The Galleria Fatto ad Arte was founded in Monza in a former textiles factory (weaving as a craft is traditional to this area). Not far from Villa Reale - once site of the Applied Arts Biennial and now of the State Art Institute - the gallery aims at being a reference point for everyone working towards design that is full of meaning and significance. And this in a place like Monza that is strongly influenced by a nearby metropolis, Milan. The gallery's work is closely connected to studying (and in many case recouping) typical crafts to produce objects and complementary furnishings tied to the places and materials in which Italy is so rich.
These traditions are not blindly taken up again to reproduce the works of the past. Instead, the artisanal work tied to certain places and materials goes hand in hand with a design mentality that is typically Italian.
We are dealing here with traditional work processes and materials used by contemporary artisans, artists and designers to produce modern objects of use.
In spite of everything, standardization has not yet swept away those who still believe in differences (cultural, first of all), or rather, what has been spared and what, laboriously and with originality, the remaining artisans on the fringe are trying to build up. It is possible and believable that right here in Italy, the country of infinite differences, an unusual (as well as ancient) craftsmanship can make headway, whose products are directed at emerging markets and are channeled through increasingly selective vehicles able to fulfill the most varied requests for the most varied (quality) products. Attesting to this are the new merchandising areas in museums and the huge, close-knit world of Internet.
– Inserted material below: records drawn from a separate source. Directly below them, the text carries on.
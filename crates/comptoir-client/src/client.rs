// HTTP client wrapper for the Comptoir backend API
//
// Merges default headers (JSON content type, bearer credential when a token
// is held) under caller-supplied ones, and normalizes every failure into
// ApiError. A 401 from any call site clears the session and redirects to the
// login route before the error is returned.

use std::sync::Arc;

use reqwest::header::{HeaderMap, AUTHORIZATION, CONTENT_TYPE};
use reqwest::{Method, StatusCode};
use serde::{de::DeserializeOwned, Serialize};
use thiserror::Error;

use comptoir_session::SessionStore;

#[derive(Error, Debug)]
pub enum ApiError {
    #[error("network error: {0}")]
    Transport(#[from] reqwest::Error),

    #[error("API error ({status}): {payload}")]
    Api {
        status: u16,
        /// Server-supplied error payload, e.g. field validation messages
        payload: serde_json::Value,
    },

    #[error("response decode error: {0}")]
    Decode(#[from] serde_json::Error),
}

impl ApiError {
    pub fn is_unauthorized(&self) -> bool {
        matches!(self, ApiError::Api { status: 401, .. })
    }
}

pub struct ApiClient {
    base_url: String,
    http: reqwest::Client,
    session: Arc<SessionStore>,
}

impl ApiClient {
    pub fn new(base_url: &str, session: Arc<SessionStore>) -> Self {
        Self {
            base_url: base_url.trim_end_matches('/').to_string(),
            http: reqwest::Client::new(),
            session,
        }
    }

    pub fn session(&self) -> &Arc<SessionStore> {
        &self.session
    }

    /// Absolute URLs pass through; anything else is joined onto the base URL.
    fn url(&self, path: &str) -> String {
        if path.starts_with("http") {
            path.to_string()
        } else if path.starts_with('/') {
            format!("{}{}", self.base_url, path)
        } else {
            format!("{}/{}", self.base_url, path)
        }
    }

    pub async fn get<T: DeserializeOwned>(&self, path: &str) -> Result<T, ApiError> {
        self.request(Method::GET, path, None::<&()>, None).await
    }

    pub async fn post<T: DeserializeOwned, B: Serialize>(
        &self,
        path: &str,
        body: &B,
    ) -> Result<T, ApiError> {
        self.request(Method::POST, path, Some(body), None).await
    }

    pub async fn put<T: DeserializeOwned, B: Serialize>(
        &self,
        path: &str,
        body: &B,
    ) -> Result<T, ApiError> {
        self.request(Method::PUT, path, Some(body), None).await
    }

    pub async fn delete(&self, path: &str) -> Result<(), ApiError> {
        self.request::<serde_json::Value, ()>(Method::DELETE, path, None, None)
            .await
            .map(|_| ())
    }

    /// Issue a request with optional extra headers. Caller-supplied headers
    /// win over the wrapper's defaults on conflict.
    pub async fn request<T: DeserializeOwned, B: Serialize>(
        &self,
        method: Method,
        path: &str,
        body: Option<&B>,
        headers: Option<HeaderMap>,
    ) -> Result<T, ApiError> {
        // Captured before the call so a 401 resolving after a re-login does
        // not tear down the replacement session.
        let generation = self.session.generation();

        let mut req = self
            .http
            .request(method, self.url(path))
            .header(CONTENT_TYPE, "application/json");
        if let Some(token) = self.session.token() {
            req = req.header(AUTHORIZATION, format!("Bearer {token}"));
        }
        if let Some(extra) = headers {
            req = req.headers(extra);
        }
        if let Some(body) = body {
            req = req.json(body);
        }

        let response = req.send().await?;
        self.handle_response(response, generation).await
    }

    async fn handle_response<T: DeserializeOwned>(
        &self,
        response: reqwest::Response,
        generation: u64,
    ) -> Result<T, ApiError> {
        let status = response.status();

        if !status.is_success() {
            let text = response.text().await.unwrap_or_default();
            let payload = serde_json::from_str(&text)
                .unwrap_or_else(|_| serde_json::Value::String(text));
            if status == StatusCode::UNAUTHORIZED {
                tracing::warn!("request rejected with 401, tearing down session");
                self.session.logout_if_generation(generation);
            }
            return Err(ApiError::Api {
                status: status.as_u16(),
                payload,
            });
        }

        let text = response.text().await?;
        if text.is_empty() {
            // 204-style responses deserialize as JSON null
            return Ok(serde_json::from_str("null")?);
        }
        Ok(serde_json::from_str(&text)?)
    }
}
Today the repeatability of identical, mass-produced objects connoted by the industrial revolution is being gradually replaced by increasingly diversified production aware of the particular requirements of final users.
Because the meaning of the latest technological revolution, the electronic (which is also cultural and social) is that it is possible - and by now necessary - to create products which, while ascribable to recognizable wholes, are different from one another, personalized. These are the characteristics that distinguish most of the crafts by now ready to occupy new and unusual areas. A final but no less important aspect of artisanal stone products is that they constitute (and could lead to) considerable enrichment (economic as well as cultural) of the local social weave otherwise dissipated into simply producing and exporting blocks to Italian and foreign markets.
This is a very important "added value" for a long time ignored and, unfortunately, practically absent in many important Italian stone basins.
The Edizioni Fatto ad Arte published by the Fatto ad Arte gallery are limited, numbered series of works by artists, designers and craftspeople working in the field of certain specific materials or special kinds of workmanship. Sometimes this is called "artistic design" or even "new craftsmanship".
According to the gallery's founders, Raffaella and Francesca Fossati, these objects are defined as "fatti ad arte" (artfully made, and from whence the gallery's name) to cite their high executive and cultural value.
The Edizioni Fatto ad Arte collection is made from materials and processes belonging to Italy and its traditions. Among the natural stone materials and ways of working it the collection includes: Volterra alabaster, slate, Spilimbergo mosaics, Pietra Leccese, etc.